■ Saved data entries
──────

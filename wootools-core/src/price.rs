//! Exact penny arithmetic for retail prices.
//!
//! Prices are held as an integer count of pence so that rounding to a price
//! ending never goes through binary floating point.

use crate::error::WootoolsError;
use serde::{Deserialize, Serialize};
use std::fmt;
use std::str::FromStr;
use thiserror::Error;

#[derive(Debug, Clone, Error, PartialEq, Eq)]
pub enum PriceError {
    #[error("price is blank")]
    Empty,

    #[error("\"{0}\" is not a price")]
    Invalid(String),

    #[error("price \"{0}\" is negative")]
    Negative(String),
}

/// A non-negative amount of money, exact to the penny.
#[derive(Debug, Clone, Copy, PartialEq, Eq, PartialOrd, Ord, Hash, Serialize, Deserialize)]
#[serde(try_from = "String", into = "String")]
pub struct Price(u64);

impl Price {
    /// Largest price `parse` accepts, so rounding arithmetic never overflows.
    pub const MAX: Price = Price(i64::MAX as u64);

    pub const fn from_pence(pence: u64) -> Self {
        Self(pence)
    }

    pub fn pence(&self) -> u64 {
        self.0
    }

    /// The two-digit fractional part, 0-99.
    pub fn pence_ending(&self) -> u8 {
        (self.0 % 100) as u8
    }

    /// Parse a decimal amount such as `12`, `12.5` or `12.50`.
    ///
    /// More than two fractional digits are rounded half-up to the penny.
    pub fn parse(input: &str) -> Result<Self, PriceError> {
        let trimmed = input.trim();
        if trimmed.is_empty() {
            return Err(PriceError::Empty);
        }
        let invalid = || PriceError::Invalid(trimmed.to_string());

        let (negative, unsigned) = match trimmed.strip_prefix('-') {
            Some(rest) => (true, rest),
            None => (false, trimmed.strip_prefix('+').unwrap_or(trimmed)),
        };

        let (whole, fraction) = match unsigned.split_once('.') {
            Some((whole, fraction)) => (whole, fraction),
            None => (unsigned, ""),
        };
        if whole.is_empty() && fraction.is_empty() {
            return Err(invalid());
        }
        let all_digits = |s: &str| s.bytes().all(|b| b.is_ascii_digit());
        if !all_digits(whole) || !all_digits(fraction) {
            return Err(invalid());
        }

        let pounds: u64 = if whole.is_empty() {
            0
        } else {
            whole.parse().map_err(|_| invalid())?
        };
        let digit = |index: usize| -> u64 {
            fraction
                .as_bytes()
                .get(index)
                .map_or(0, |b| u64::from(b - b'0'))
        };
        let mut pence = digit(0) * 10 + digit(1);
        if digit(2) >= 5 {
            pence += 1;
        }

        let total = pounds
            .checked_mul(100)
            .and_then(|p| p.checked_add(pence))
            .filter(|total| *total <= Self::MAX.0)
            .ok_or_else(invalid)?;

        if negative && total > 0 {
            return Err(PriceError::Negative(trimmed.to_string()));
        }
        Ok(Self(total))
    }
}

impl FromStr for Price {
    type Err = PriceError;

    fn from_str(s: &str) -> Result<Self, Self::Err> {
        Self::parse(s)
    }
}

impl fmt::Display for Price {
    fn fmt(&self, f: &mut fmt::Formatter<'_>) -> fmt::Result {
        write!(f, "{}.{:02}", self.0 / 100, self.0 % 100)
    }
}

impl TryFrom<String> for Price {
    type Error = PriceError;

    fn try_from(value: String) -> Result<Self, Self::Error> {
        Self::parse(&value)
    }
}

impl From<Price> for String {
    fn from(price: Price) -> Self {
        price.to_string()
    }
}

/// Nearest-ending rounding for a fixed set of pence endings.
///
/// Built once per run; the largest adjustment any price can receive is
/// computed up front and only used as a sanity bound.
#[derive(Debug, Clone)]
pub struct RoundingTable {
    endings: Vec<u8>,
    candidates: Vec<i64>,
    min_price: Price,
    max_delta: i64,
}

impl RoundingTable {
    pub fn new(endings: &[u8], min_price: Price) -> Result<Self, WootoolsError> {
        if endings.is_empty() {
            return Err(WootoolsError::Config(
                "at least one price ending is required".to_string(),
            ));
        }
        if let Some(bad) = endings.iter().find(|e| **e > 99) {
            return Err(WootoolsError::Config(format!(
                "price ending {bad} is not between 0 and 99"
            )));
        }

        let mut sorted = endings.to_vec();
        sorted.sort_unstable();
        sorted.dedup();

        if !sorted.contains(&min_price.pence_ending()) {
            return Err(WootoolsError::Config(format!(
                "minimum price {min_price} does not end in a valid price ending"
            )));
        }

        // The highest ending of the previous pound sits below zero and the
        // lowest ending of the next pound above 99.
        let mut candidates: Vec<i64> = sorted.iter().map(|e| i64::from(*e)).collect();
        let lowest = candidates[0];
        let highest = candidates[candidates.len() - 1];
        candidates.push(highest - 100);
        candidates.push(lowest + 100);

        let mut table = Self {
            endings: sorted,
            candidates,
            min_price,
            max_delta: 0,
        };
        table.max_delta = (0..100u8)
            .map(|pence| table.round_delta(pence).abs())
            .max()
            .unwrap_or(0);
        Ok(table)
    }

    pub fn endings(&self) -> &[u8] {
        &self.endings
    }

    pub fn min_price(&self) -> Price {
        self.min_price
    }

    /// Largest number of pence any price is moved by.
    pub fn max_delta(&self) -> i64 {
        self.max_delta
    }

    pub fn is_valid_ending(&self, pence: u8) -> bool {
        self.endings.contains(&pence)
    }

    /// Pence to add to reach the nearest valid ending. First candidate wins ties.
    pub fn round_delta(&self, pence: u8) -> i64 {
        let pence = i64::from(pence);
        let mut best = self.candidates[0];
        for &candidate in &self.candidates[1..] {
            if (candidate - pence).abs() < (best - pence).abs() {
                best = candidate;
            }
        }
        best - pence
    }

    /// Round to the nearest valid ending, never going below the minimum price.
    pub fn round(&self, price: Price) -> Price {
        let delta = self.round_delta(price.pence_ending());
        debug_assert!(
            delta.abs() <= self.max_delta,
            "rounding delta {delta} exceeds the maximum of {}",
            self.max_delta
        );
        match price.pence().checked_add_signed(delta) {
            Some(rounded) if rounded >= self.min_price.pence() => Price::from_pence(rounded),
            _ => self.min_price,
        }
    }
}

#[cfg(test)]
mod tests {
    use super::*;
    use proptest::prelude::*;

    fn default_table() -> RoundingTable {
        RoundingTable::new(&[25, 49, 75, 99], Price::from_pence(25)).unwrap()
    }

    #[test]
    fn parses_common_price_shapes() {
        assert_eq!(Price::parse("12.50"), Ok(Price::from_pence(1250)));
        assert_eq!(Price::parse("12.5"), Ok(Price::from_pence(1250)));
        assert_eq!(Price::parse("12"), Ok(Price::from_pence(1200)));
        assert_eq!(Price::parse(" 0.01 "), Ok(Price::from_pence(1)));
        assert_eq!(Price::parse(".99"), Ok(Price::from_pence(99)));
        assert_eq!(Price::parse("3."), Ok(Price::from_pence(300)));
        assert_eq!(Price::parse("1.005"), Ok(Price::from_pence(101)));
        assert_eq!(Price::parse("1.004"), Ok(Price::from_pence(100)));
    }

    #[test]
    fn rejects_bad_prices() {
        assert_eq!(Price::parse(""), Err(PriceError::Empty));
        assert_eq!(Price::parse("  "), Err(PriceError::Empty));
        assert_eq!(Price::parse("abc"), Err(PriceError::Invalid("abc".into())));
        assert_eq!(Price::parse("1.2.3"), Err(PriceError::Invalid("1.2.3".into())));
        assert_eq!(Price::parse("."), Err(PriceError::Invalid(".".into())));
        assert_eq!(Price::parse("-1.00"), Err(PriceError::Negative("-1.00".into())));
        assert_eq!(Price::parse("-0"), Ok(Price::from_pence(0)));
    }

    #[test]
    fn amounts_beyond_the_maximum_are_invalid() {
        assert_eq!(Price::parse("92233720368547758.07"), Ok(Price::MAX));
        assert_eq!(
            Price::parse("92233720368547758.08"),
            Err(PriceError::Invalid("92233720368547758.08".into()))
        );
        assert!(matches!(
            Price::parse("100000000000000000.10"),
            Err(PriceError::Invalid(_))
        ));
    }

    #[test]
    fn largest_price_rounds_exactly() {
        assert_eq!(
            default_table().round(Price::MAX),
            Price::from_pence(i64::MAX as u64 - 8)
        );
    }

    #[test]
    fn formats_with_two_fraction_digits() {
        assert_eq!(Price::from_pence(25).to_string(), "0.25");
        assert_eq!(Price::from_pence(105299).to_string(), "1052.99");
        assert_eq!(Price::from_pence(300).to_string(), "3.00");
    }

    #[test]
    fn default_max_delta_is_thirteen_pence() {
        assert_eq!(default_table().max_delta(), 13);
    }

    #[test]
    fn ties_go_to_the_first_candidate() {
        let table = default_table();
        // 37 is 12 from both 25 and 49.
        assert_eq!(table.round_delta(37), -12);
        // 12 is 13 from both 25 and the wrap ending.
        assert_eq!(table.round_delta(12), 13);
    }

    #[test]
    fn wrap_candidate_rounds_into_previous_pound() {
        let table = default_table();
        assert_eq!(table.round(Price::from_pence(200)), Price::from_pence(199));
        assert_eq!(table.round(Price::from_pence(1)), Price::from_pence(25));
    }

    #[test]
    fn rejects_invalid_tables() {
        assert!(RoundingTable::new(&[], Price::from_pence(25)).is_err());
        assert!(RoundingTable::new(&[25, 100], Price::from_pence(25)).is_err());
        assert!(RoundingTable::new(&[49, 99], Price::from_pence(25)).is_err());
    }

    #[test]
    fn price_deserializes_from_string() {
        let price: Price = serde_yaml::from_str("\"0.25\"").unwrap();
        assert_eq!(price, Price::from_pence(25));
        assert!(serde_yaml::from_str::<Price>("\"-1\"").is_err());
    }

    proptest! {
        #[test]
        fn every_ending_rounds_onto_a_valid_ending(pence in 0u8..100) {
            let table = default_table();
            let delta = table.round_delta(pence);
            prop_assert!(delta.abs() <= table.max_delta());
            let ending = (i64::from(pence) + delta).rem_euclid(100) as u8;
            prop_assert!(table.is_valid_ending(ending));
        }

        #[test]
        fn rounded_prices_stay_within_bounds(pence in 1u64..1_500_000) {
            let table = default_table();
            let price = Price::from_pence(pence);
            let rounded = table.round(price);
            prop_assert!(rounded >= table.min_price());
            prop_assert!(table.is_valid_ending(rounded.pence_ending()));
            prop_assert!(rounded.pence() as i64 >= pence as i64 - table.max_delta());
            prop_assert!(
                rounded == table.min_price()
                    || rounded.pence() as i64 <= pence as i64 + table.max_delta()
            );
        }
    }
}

──────

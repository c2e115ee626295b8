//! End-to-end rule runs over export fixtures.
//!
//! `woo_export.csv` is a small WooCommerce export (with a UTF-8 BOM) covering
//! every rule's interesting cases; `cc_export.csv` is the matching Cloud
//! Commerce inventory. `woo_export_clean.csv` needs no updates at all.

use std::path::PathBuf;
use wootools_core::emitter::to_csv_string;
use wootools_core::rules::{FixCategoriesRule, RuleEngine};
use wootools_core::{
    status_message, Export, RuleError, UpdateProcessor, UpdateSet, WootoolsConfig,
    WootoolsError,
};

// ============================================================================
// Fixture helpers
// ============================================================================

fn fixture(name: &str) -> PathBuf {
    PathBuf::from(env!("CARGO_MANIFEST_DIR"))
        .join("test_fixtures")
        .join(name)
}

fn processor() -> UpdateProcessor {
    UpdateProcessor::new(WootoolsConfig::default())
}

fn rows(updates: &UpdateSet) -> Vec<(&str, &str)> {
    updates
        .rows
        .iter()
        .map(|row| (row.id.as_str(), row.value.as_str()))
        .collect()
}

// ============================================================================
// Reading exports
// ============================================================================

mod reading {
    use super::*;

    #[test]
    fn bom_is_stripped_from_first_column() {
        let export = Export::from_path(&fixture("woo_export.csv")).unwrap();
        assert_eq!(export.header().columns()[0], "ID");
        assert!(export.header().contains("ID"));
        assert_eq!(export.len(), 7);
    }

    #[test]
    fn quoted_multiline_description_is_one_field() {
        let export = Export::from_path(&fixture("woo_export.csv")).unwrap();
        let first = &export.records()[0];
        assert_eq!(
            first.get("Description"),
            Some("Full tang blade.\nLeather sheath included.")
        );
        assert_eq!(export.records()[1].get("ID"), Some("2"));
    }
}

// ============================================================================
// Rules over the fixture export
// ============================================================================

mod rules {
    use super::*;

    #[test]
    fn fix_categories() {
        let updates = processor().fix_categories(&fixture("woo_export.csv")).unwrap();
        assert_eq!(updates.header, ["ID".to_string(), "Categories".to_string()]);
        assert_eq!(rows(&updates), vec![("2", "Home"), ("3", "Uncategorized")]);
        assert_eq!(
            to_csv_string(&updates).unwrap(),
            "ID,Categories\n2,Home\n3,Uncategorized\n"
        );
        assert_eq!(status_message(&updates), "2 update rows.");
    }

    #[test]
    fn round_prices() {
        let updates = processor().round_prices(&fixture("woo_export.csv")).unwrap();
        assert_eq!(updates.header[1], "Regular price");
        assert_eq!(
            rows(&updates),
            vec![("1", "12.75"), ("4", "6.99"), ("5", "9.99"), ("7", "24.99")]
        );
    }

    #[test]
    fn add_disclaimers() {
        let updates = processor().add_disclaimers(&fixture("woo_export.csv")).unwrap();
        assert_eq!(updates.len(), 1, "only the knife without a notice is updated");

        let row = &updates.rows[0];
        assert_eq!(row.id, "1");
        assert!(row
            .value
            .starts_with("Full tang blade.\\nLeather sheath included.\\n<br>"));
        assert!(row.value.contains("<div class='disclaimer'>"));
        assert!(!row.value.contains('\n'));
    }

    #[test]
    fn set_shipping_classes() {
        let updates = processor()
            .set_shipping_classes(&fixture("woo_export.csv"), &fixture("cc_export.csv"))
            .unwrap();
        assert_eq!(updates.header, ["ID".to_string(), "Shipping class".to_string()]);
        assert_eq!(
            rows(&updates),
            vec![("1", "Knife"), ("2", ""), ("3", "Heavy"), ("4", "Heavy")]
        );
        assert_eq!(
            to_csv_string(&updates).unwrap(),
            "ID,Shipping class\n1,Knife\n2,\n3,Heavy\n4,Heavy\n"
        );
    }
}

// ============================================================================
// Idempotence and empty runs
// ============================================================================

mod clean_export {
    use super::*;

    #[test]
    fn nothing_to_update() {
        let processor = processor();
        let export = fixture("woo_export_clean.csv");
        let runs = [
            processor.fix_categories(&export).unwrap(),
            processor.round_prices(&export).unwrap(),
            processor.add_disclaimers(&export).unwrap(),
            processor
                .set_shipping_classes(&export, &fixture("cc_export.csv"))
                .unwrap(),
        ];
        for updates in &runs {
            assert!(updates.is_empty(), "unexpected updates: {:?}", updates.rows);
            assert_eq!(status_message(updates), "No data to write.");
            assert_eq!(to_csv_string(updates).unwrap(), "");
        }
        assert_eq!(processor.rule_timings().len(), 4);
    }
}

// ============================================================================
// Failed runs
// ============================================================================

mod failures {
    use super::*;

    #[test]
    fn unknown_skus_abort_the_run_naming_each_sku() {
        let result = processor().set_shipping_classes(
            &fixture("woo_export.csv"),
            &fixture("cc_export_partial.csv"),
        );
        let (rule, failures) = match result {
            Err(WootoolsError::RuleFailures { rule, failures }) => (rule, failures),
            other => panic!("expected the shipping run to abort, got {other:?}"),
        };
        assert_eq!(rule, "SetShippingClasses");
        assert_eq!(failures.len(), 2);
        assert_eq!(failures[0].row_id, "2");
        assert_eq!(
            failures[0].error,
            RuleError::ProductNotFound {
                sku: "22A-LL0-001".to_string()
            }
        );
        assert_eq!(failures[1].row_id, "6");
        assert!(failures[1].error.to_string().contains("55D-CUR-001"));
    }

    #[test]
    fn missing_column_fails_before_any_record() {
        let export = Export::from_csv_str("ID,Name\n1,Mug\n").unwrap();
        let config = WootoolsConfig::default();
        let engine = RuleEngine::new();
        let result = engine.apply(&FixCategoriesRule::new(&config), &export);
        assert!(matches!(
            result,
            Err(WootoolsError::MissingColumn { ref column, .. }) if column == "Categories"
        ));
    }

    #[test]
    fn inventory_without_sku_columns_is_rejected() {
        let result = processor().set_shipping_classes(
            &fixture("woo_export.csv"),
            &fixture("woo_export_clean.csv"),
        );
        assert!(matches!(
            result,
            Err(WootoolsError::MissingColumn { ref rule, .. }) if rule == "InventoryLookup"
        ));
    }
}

──────

■ WHAT IS NEEDED
Give back exactly the lines above starting at the line where "filename wootools-core/src/price.rs" appears and ending at the line where "use thiserror::Error;" appears, both included, with no other lines.

■ RESULT
filename wootools-core/src/price.rs
//! Exact penny arithmetic for retail prices.
//!
//! Prices are held as an integer count of pence so that rounding to a price
//! ending never goes through binary floating point.

use crate::error::WootoolsError;
use serde::{Deserialize, Serialize};
use std::fmt;
use std::str::FromStr;
use thiserror::Error;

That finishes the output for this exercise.